Copy, from the entries below, each line in which the string "plain" appears.

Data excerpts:
'''

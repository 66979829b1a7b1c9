//! Inbound authentication principals as seen by the client context factory.
//!
//! The upstream security layer owns authentication. This crate only reads the principal to find
//! out whether a resource-server filter already accepted an OAuth 2.0 bearer token for the
//! current request, in which case that token can be relayed instead of starting a new grant.

// self
use crate::_prelude::*;

/// Details attached by an upstream OAuth 2.0 resource-server filter.
#[derive(Clone, Default, PartialEq, Eq)]
pub struct OAuth2Details {
	/// Raw token value the inbound request was authenticated with.
	pub token_value: Option<String>,
	/// Remote address of the caller, when recorded.
	pub remote_address: Option<String>,
}
impl OAuth2Details {
	/// Details carrying the inbound token value.
	pub fn with_token(token_value: impl Into<String>) -> Self {
		Self { token_value: Some(token_value.into()), remote_address: None }
	}
}
impl Debug for OAuth2Details {
	fn fmt(&self, f: &mut Formatter) -> FmtResult {
		f.debug_struct("OAuth2Details")
			.field("token_value", &self.token_value.as_ref().map(|_| "<redacted>"))
			.field("remote_address", &self.remote_address)
			.finish()
	}
}

/// Currently authenticated user of the inbound request.
#[derive(Clone, Debug, Default, PartialEq, Eq)]
pub enum Principal {
	/// No authentication on the request.
	#[default]
	Anonymous,
	/// Authenticated through OAuth 2.0; `details` is absent when the upstream layer recorded none.
	OAuth2 {
		/// Principal name.
		name: String,
		/// Request details recorded by the upstream filter.
		details: Option<OAuth2Details>,
	},
	/// Authenticated through some other scheme (form login, basic auth, ...).
	Other {
		/// Principal name.
		name: String,
		/// Label of the authentication scheme.
		scheme: String,
	},
}
impl Principal {
	/// OAuth 2.0 principal carrying the token it was authenticated with.
	pub fn oauth2_with_token(name: impl Into<String>, token_value: impl Into<String>) -> Self {
		Self::OAuth2 { name: name.into(), details: Some(OAuth2Details::with_token(token_value)) }
	}

	/// Principal name, if authenticated.
	pub fn name(&self) -> Option<&str> {
		match self {
			Self::Anonymous => None,
			Self::OAuth2 { name, .. } | Self::Other { name, .. } => Some(name),
		}
	}

	/// Token value embedded by an upstream OAuth 2.0 layer.
	///
	/// Anything other than an OAuth 2.0 principal with a non-empty token value yields `None`.
	pub fn embedded_token(&self) -> Option<&str> {
		match self {
			Self::OAuth2 { details: Some(details), .. } =>
				details.token_value.as_deref().filter(|value| !value.is_empty()),
			_ => None,
		}
	}
}

#[cfg(test)]
mod tests {
	// self
	use super::*;

	#[test]
	fn only_oauth2_principals_embed_tokens() {
		assert_eq!(Principal::oauth2_with_token("alice", "xyz").embedded_token(), Some("xyz"));
		assert_eq!(Principal::Anonymous.embedded_token(), None);
		assert_eq!(
			Principal::Other { name: "bob".into(), scheme: "form".into() }.embedded_token(),
			None
		);
		assert_eq!(Principal::OAuth2 { name: "carol".into(), details: None }.embedded_token(), None);
	}

	#[test]
	fn empty_token_values_are_ignored() {
		let principal = Principal::OAuth2 {
			name: "dave".into(),
			details: Some(OAuth2Details::with_token("")),
		};

		assert_eq!(principal.embedded_token(), None);
		assert_eq!(principal.name(), Some("dave"));
	}

	#[test]
	fn debug_output_redacts_tokens() {
		let rendered = format!("{:?}", Principal::oauth2_with_token("alice", "secret-token"));

		assert!(!rendered.contains("secret-token"));
	}
}
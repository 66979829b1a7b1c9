//! Token request enhancers that decorate calls to the token endpoint.
//!
//! Enhancers work on a plain form map and an `http` header map so they stay independent of
//! the transport behind [`TokenHttpClient`](crate::http::TokenHttpClient).

// crates.io
use oauth2::http::{HeaderMap, HeaderValue, header::ACCEPT};
// self
use crate::{_prelude::*, context::AccessTokenRequest, http::APPLICATION_JSON, provider::ResourceDetails};

/// Hook that adjusts a token endpoint request before it is dispatched.
///
/// Form entries the grant itself owns (`grant_type`, `code`, `redirect_uri`, client
/// credentials) are ignored if an enhancer sets them; headers replace any previous value with
/// the same name.
pub trait TokenRequestEnhancer
where
	Self: Send + Sync,
{
	/// Mutates the outgoing form and headers.
	fn enhance(
		&self,
		request: &AccessTokenRequest,
		details: &ResourceDetails,
		form: &mut BTreeMap<String, String>,
		headers: &mut HeaderMap,
	);
}

/// Declares that token responses must be JSON.
///
/// Some authorization servers answer token requests with form-encoded bodies unless told
/// otherwise. The acquisition provider always runs this enhancer last.
#[derive(Clone, Copy, Debug, Default)]
pub struct AcceptJsonEnhancer;
impl TokenRequestEnhancer for AcceptJsonEnhancer {
	fn enhance(
		&self,
		_request: &AccessTokenRequest,
		_details: &ResourceDetails,
		_form: &mut BTreeMap<String, String>,
		headers: &mut HeaderMap,
	) {
		headers.insert(ACCEPT, HeaderValue::from_static(APPLICATION_JSON));
	}
}

#[cfg(test)]
mod tests {
	// self
	use super::*;
	use crate::auth::ClientId;

	fn details() -> ResourceDetails {
		ResourceDetails::builder(ClientId::new("web-app").expect("Client should be valid."))
			.client_secret("secret")
			.authorization_endpoint(
				Url::parse("https://auth.example.com/authorize").expect("URL should parse."),
			)
			.token_endpoint(Url::parse("https://auth.example.com/token").expect("URL should parse."))
			.build()
			.expect("Resource details should build.")
	}

	#[test]
	fn accept_json_overrides_existing_accept_headers() {
		let mut headers = HeaderMap::new();
		let mut form = BTreeMap::new();

		headers.append(ACCEPT, HeaderValue::from_static("application/x-www-form-urlencoded"));
		headers.append(ACCEPT, HeaderValue::from_static("text/plain"));

		AcceptJsonEnhancer.enhance(&AccessTokenRequest::default(), &details(), &mut form, &mut headers);

		assert_eq!(headers.get_all(ACCEPT).iter().collect::<Vec<_>>(), vec![APPLICATION_JSON]);
		assert!(form.is_empty());
	}

	#[test]
	fn enhancer_chains_cross_threads() {
		let chain: Vec<Arc<dyn TokenRequestEnhancer>> = vec![Arc::new(AcceptJsonEnhancer)];
		let applied = std::thread::spawn(move || {
			let mut headers = HeaderMap::new();

			for enhancer in &chain {
				enhancer.enhance(
					&AccessTokenRequest::default(),
					&details(),
					&mut BTreeMap::new(),
					&mut headers,
				);
			}

			headers.get(ACCEPT).cloned()
		})
		.join()
		.expect("Enhancer thread should finish.");

		assert_eq!(applied, Some(HeaderValue::from_static(APPLICATION_JSON)));
	}
}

'''

Solution to this task:
//! Enhancers work on a plain form map and an `http` header map so they stay independent of
		headers.append(ACCEPT, HeaderValue::from_static("text/plain"));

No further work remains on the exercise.